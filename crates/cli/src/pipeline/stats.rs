//! Pipeline statistics and metrics.

use std::time::Duration;

use contracts::{PipelineRun, PipelineStatus, StageId, StageStatus};
use dispatcher::MetricsSnapshot;
use observability::RunSummary;

/// Statistics from a pipeline run
#[derive(Debug, Clone)]
pub struct PipelineStats {
    /// Run identifier
    pub run_id: u64,

    /// Status the run ended with
    pub status: PipelineStatus,

    /// Final snapshot of the run (stages and log)
    pub run: PipelineRun,

    /// Wall-clock duration including sink shutdown
    pub duration: Duration,

    /// Number of sinks that received events
    pub active_sinks: usize,

    /// Aggregated event metrics
    pub summary: RunSummary,

    /// Final per-sink counters
    pub sink_metrics: Vec<(String, MetricsSnapshot)>,
}

impl PipelineStats {
    /// The failed stage and its reason, if the run failed
    pub fn failed_stage(&self) -> Option<(StageId, String)> {
        self.run
            .stages
            .iter()
            .find(|s| s.status == StageStatus::Failed)
            .map(|s| (s.id, s.detail.clone().unwrap_or_default()))
    }

    /// Print detailed summary
    pub fn print_summary(&self) {
        println!("\n╔══════════════════════════════════════════════════════════════╗");
        println!("║                    Pipeline Statistics                       ║");
        println!("╚══════════════════════════════════════════════════════════════╝\n");

        let media = self
            .run
            .input
            .as_ref()
            .map(|m| m.file_name())
            .unwrap_or_else(|| "-".to_string());

        println!("📊 Overview");
        println!("   ├─ Run: #{}", self.run_id);
        println!("   ├─ Media: {}", media);
        println!("   ├─ Status: {}", self.status);
        println!("   ├─ Duration: {:.2}s", self.duration.as_secs_f64());
        println!("   └─ Active sinks: {}", self.active_sinks);

        println!("\n🎬 Stages");
        for (i, stage) in self.run.stages.iter().enumerate() {
            let prefix = if i == self.run.stages.len() - 1 { "└─" } else { "├─" };
            let detail = stage.detail.as_deref().unwrap_or("");
            println!(
                "   {} {:<20} {:<10} {:>5.1}%  {}",
                prefix,
                stage.id.label(),
                format!("{:?}", stage.status),
                stage.progress,
                detail
            );
        }

        println!("\n📈 Event Metrics");
        for line in self.summary.to_string().lines().skip(1) {
            println!("   {}", line);
        }

        if !self.sink_metrics.is_empty() {
            println!("\n📤 Sinks");
            for (name, metrics) in &self.sink_metrics {
                println!("   ├─ {}: {}", name, metrics);
            }
        }

        println!();
    }
}

#[cfg(test)]
mod tests {
    use super::*;
    use contracts::{PipelineEvent, StageState};
    use observability::RunMetricsAggregator;

    #[test]
    fn test_failed_stage() {
        let mut run = PipelineRun::new();
        run.status = PipelineStatus::Failed;
        run.stages[2] = StageState {
            id: StageId::Summarization,
            status: StageStatus::Failed,
            progress: 40.0,
            detail: Some("model offline".to_string()),
        };

        let mut aggregator = RunMetricsAggregator::new();
        aggregator.update(&PipelineEvent::PipelineStatusChanged {
            run_id: 1,
            status: PipelineStatus::Failed,
        });

        let stats = PipelineStats {
            run_id: 1,
            status: PipelineStatus::Failed,
            run,
            duration: Duration::from_secs(3),
            active_sinks: 1,
            summary: aggregator.summary(),
            sink_metrics: vec![("console".to_string(), MetricsSnapshot::default())],
        };

        assert_eq!(
            stats.failed_stage(),
            Some((StageId::Summarization, "model offline".to_string()))
        );
        stats.print_summary();
    }
}
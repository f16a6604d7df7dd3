//! `run` command implementation.

use std::path::{Path, PathBuf};

use anyhow::{Context, Result};
use config_loader::ConfigLoader;
use contracts::{MediaInput, PipelineBlueprint, PipelineStatus};
use tracing::{info, warn};

use crate::cli::RunArgs;
use crate::error::CliError;
use crate::pipeline::{Pipeline, RunOptions};

/// Configuration picked up from the working directory when `--config` is absent
const DEFAULT_CONFIG: &str = "cinesum.toml";

/// Execute the `run` command
pub async fn run_pipeline(args: &RunArgs) -> Result<()> {
    if !args.input.exists() {
        return Err(CliError::input_not_found(&args.input).into());
    }

    let mut blueprint = load_blueprint(args.config.as_deref())?;

    // Apply CLI overrides
    if let Some(secs) = args.stage_timeout {
        info!(secs, "Overriding stage timeout from CLI");
        blueprint.orchestrator.stage_timeout_secs = Some(secs);
    }
    ConfigLoader::validate(&blueprint).context("Configuration invalid after CLI overrides")?;

    info!(
        input = %args.input.display(),
        mode = ?blueprint.tools.mode,
        backend = ?blueprint.pipeline.video_backend,
        stage_timeout = ?blueprint.orchestrator.stage_timeout(),
        sinks = blueprint.sinks.len(),
        "Configuration loaded"
    );

    // Dry run - just validate and exit
    if args.dry_run {
        info!("Dry run mode - configuration is valid, exiting");
        print_config_summary(&blueprint, &args.input);
        return Ok(());
    }

    let options = RunOptions {
        blueprint,
        input: MediaInput::new(args.input.clone()),
        metrics_port: (args.metrics_port != 0).then_some(args.metrics_port),
    };

    info!("Starting pipeline...");
    let stats = Pipeline::new(options)
        .run()
        .await
        .context("Pipeline execution failed")?;
    stats.print_summary();

    match stats.status {
        PipelineStatus::Completed => {
            info!(run_id = stats.run_id, "CineSum finished");
            Ok(())
        }
        PipelineStatus::Failed => {
            let (stage, reason) = stats
                .failed_stage()
                .map(|(stage, reason)| (stage.label().to_string(), reason))
                .unwrap_or_else(|| ("unknown stage".to_string(), String::new()));
            Err(CliError::pipeline_failed(stage, reason).into())
        }
        status => Err(CliError::PipelineIncomplete { status }.into()),
    }
}

/// Load the blueprint from `path`, the default file, or built-in defaults
fn load_blueprint(path: Option<&Path>) -> Result<PipelineBlueprint> {
    let path = match path {
        Some(path) if !path.exists() => return Err(CliError::config_not_found(path).into()),
        Some(path) => path.to_path_buf(),
        None => {
            let default = PathBuf::from(DEFAULT_CONFIG);
            if !default.exists() {
                warn!("No configuration file, using built-in defaults (simulated tools)");
                return Ok(PipelineBlueprint::default());
            }
            default
        }
    };

    info!(config = %path.display(), "Loading configuration");
    ConfigLoader::load_from_path(&path)
        .with_context(|| format!("Failed to load config from {}", path.display()))
}

/// Print configuration summary for dry-run mode
fn print_config_summary(blueprint: &PipelineBlueprint, input: &Path) {
    println!("\n=== Configuration Summary ===\n");
    println!("Input: {}", input.display());
    println!("\nPipeline:");
    println!("  Video backend: {:?}", blueprint.pipeline.video_backend);
    println!("  Transcription model: {}", blueprint.pipeline.transcription_model);
    println!("  Summarization model: {}", blueprint.pipeline.summarization_model);

    println!("\nTools ({:?} mode):", blueprint.tools.mode);
    for (stage, spec) in &blueprint.tools.commands {
        println!("  - {} -> {} {}", stage, spec.program, spec.args.join(" "));
    }

    match blueprint.orchestrator.stage_timeout() {
        Some(timeout) => println!("\nStage timeout: {}s", timeout.as_secs()),
        None => println!("\nStage timeout: none"),
    }

    if !blueprint.sinks.is_empty() {
        println!("\nSinks ({}):", blueprint.sinks.len());
        for sink in &blueprint.sinks {
            println!("  - {} ({:?})", sink.name, sink.sink_type);
        }
    }

    println!();
}
//! `validate` command implementation.

use anyhow::{Context, Result};
use contracts::{PipelineBlueprint, StageId, ToolMode};
use serde::Serialize;
use tracing::info;

use crate::cli::ValidateArgs;

/// Validation result for JSON output
#[derive(Serialize)]
struct ValidationResult {
    valid: bool,
    config_path: String,
    #[serde(skip_serializing_if = "Option::is_none")]
    error: Option<String>,
    #[serde(skip_serializing_if = "Option::is_none")]
    warnings: Option<Vec<String>>,
    #[serde(skip_serializing_if = "Option::is_none")]
    summary: Option<ConfigSummary>,
}

#[derive(Serialize)]
struct ConfigSummary {
    version: String,
    video_backend: String,
    tool_mode: String,
    command_count: usize,
    sink_count: usize,
    #[serde(skip_serializing_if = "Option::is_none")]
    stage_timeout_secs: Option<u64>,
}

/// Execute the `validate` command
pub fn run_validate(args: &ValidateArgs) -> Result<()> {
    info!(config = %args.config.display(), "Validating configuration");

    let result = validate_config(args);

    if args.json {
        let json = serde_json::to_string_pretty(&result)
            .context("Failed to serialize validation result")?;
        println!("{}", json);
    } else {
        print_validation_result(&result);
    }

    if result.valid {
        Ok(())
    } else {
        anyhow::bail!("Configuration validation failed")
    }
}

fn validate_config(args: &ValidateArgs) -> ValidationResult {
    let config_path = args.config.display().to_string();

    // Check file exists
    if !args.config.exists() {
        return ValidationResult {
            valid: false,
            config_path,
            error: Some(format!("File not found: {}", args.config.display())),
            warnings: None,
            summary: None,
        };
    }

    // Try to load and validate
    match config_loader::ConfigLoader::load_from_path(&args.config) {
        Ok(blueprint) => {
            let warnings = collect_warnings(&blueprint);

            ValidationResult {
                valid: true,
                config_path,
                error: None,
                warnings: if warnings.is_empty() {
                    None
                } else {
                    Some(warnings)
                },
                summary: Some(ConfigSummary {
                    version: format!("{:?}", blueprint.version),
                    video_backend: format!("{:?}", blueprint.pipeline.video_backend),
                    tool_mode: format!("{:?}", blueprint.tools.mode),
                    command_count: blueprint.tools.commands.len(),
                    sink_count: blueprint.sinks.len(),
                    stage_timeout_secs: blueprint
                        .orchestrator
                        .stage_timeout()
                        .map(|t| t.as_secs()),
                }),
            }
        }
        Err(e) => ValidationResult {
            valid: false,
            config_path,
            error: Some(e.to_string()),
            warnings: None,
            summary: None,
        },
    }
}

/// Collect configuration warnings (non-fatal issues)
fn collect_warnings(blueprint: &PipelineBlueprint) -> Vec<String> {
    let mut warnings = Vec::new();

    if blueprint.sinks.is_empty() {
        warnings.push("No sinks configured - events are only logged to the console".to_string());
    }

    if blueprint.tools.mode == ToolMode::Simulated {
        for stage in StageId::ALL {
            if blueprint.tools.commands.contains_key(stage.key()) {
                warnings.push(format!(
                    "Simulated mode: stage '{}' runs its configured command",
                    stage.key()
                ));
            }
        }
    }

    if blueprint.orchestrator.stage_timeout().is_none()
        && blueprint.tools.mode == ToolMode::Command
    {
        warnings.push("No stage timeout - a hung command blocks the run until cancelled".to_string());
    }

    warnings
}

fn print_validation_result(result: &ValidationResult) {
    if result.valid {
        println!("✓ Configuration is valid: {}", result.config_path);

        if let Some(ref summary) = result.summary {
            println!("\n  Version: {}", summary.version);
            println!("  Video backend: {}", summary.video_backend);
            println!("  Tool mode: {}", summary.tool_mode);
            println!("  Commands: {}", summary.command_count);
            println!("  Sinks: {}", summary.sink_count);
            match summary.stage_timeout_secs {
                Some(secs) => println!("  Stage timeout: {}s", secs),
                None => println!("  Stage timeout: none"),
            }
        }

        if let Some(ref warnings) = result.warnings {
            println!("\n⚠ Warnings:");
            for warning in warnings {
                println!("  - {}", warning);
            }
        }
    } else {
        println!("✗ Configuration is invalid: {}", result.config_path);
        if let Some(ref error) = result.error {
            println!("\n  Error: {}", error);
        }
    }
}

#[cfg(test)]
mod tests {
    use super::*;
    use std::io::Write;
    use std::path::PathBuf;

    fn args_for(content: &str) -> (tempfile::NamedTempFile, ValidateArgs) {
        let mut file = tempfile::Builder::new().suffix(".toml").tempfile().unwrap();
        write!(file, "{content}").unwrap();
        let args = ValidateArgs {
            config: file.path().to_path_buf(),
            json: false,
        };
        (file, args)
    }

    #[test]
    fn test_validate_defaults_warns_about_sinks() {
        let (_file, args) = args_for("[pipeline]\nvideo_backend = \"local\"\n");
        let result = validate_config(&args);

        assert!(result.valid);
        let warnings = result.warnings.unwrap();
        assert!(warnings.iter().any(|w| w.contains("No sinks")));
    }

    #[test]
    fn test_validate_cloud_without_key() {
        let (_file, args) = args_for(
            "[pipeline]\nvideo_backend = \"cloud\"\ncloud_endpoint = \"https://gen.example\"\n",
        );
        let result = validate_config(&args);

        assert!(!result.valid);
        assert!(result.error.is_some());
    }

    #[test]
    fn test_validate_missing_file() {
        let args = ValidateArgs {
            config: PathBuf::from("/nonexistent/cinesum.toml"),
            json: true,
        };
        let result = validate_config(&args);
        assert!(!result.valid);
        assert!(run_validate(&args).is_err());
    }
}
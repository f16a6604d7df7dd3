//! PipelineEvent - Orchestrator output
//!
//! Ordered event stream delivered to observers.

use serde::{Deserialize, Serialize};

use crate::{LogEntry, PipelineStatus, StageId, StageState};

/// Event emitted by a [`crate::PipelineRun`] transition.
///
/// Every event carries the `run_id` of the run that produced it so observers
/// can discard events from a run that has since been reset.
#[derive(Debug, Clone, PartialEq, Serialize, Deserialize)]
#[serde(tag = "event", rename_all = "snake_case")]
pub enum PipelineEvent {
    /// A stage changed status (carries the full new state)
    StageStatusChanged { run_id: u64, state: StageState },

    /// A running stage reported progress
    ProgressChanged {
        run_id: u64,
        stage: StageId,
        progress: f64,
    },

    /// A line was appended to the run log
    LogAppended { run_id: u64, entry: LogEntry },

    /// The overall pipeline status changed
    PipelineStatusChanged { run_id: u64, status: PipelineStatus },
}

impl PipelineEvent {
    /// Run that emitted this event
    pub fn run_id(&self) -> u64 {
        match self {
            PipelineEvent::StageStatusChanged { run_id, .. }
            | PipelineEvent::ProgressChanged { run_id, .. }
            | PipelineEvent::LogAppended { run_id, .. }
            | PipelineEvent::PipelineStatusChanged { run_id, .. } => *run_id,
        }
    }

    /// Short event name for logging/metrics
    pub fn kind(&self) -> &'static str {
        match self {
            PipelineEvent::StageStatusChanged { .. } => "stage_status_changed",
            PipelineEvent::ProgressChanged { .. } => "progress_changed",
            PipelineEvent::LogAppended { .. } => "log_appended",
            PipelineEvent::PipelineStatusChanged { .. } => "pipeline_status_changed",
        }
    }

    /// True for the event that ends a run (Completed or Failed)
    pub fn is_terminal(&self) -> bool {
        matches!(
            self,
            PipelineEvent::PipelineStatusChanged { status, .. } if status.is_terminal()
        )
    }
}
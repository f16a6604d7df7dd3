//! # Stage Adapters
//!
//! Stage tool implementations behind the `StageTool` contract.
//!
//! Responsibilities:
//! - Simulated tools reproducing the demo timing and log lines
//! - External command tools speaking a line-oriented progress protocol
//! - Adapter-level retry with exponential backoff
//! - Building a complete `ToolSet` from `ToolsConfig`
//!
//! ## Usage Example
//!
//! ```ignore
//! use adapters::build_toolset;
//!
//! let tools = build_toolset(&blueprint.tools)?;
//! let orchestrator = Orchestrator::new(tools, blueprint.pipeline, blueprint.orchestrator)?;
//! ```
//!
//! ## Scripted Testing
//!
//! ```ignore
//! use adapters::ScriptedTool;
//!
//! let tool = ScriptedTool::new("summarizer").fail("connection refused");
//! ```

mod command;
mod error;
mod factory;
mod retry;
mod scripted;
mod simulated;

// Re-exports
pub use command::{parse_line, CommandTool, ToolLine};
pub use error::{AdapterError, Result};
pub use factory::build_toolset;
pub use retry::{RetryPolicy, RetryTool};
pub use scripted::ScriptedTool;
pub use simulated::{canned_logs, SimulatedTool};
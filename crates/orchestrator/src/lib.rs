//! # Orchestrator
//!
//! Pipeline 运行引擎。
//!
//! 负责：
//! - 按固定顺序串行执行五个 stage
//! - 发布 stage 状态、进度、日志事件
//! - start / reset / cancel / clear_log 操作
//! - 单 stage 超时与协作式取消
//!
//! ## 使用示例
//!
//! ```ignore
//! use orchestrator::Orchestrator;
//!
//! let orchestrator = Orchestrator::new(tools, blueprint.pipeline, blueprint.orchestrator)?;
//! let mut events = orchestrator.subscribe();
//!
//! orchestrator.start(Some(MediaInput::new("talk.mp4")))?;
//! let status = orchestrator.wait().await;
//! ```

mod orchestrator;
mod runner;
mod shared;

// Re-exports
pub use contracts::{MediaInput, PipelineEvent, PipelineRun, PipelineStatus};
pub use orchestrator::Orchestrator;
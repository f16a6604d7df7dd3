//! Command implementations.

mod info;
mod run;
mod stages;
mod validate;

pub use info::run_info;
pub use run::run_pipeline;
pub use stages::run_stages;
pub use validate::run_validate;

▶ _What is being asked_:
Starting at the first line of the listing, retype every line up to and including the one with "Final per-sink counters".

▶ _Solution for this exercise_:
filename crates/cli/src/pipeline/stats.rs
//! Pipeline statistics and metrics.

use std::time::Duration;

use contracts::{PipelineRun, PipelineStatus, StageId, StageStatus};
use dispatcher::MetricsSnapshot;
use observability::RunSummary;

/// Statistics from a pipeline run
#[derive(Debug, Clone)]
pub struct PipelineStats {
    /// Run identifier
    pub run_id: u64,

    /// Status the run ended with
    pub status: PipelineStatus,

    /// Final snapshot of the run (stages and log)
    pub run: PipelineRun,

    /// Wall-clock duration including sink shutdown
    pub duration: Duration,

    /// Number of sinks that received events
    pub active_sinks: usize,

    /// Aggregated event metrics
    pub summary: RunSummary,

    /// Final per-sink counters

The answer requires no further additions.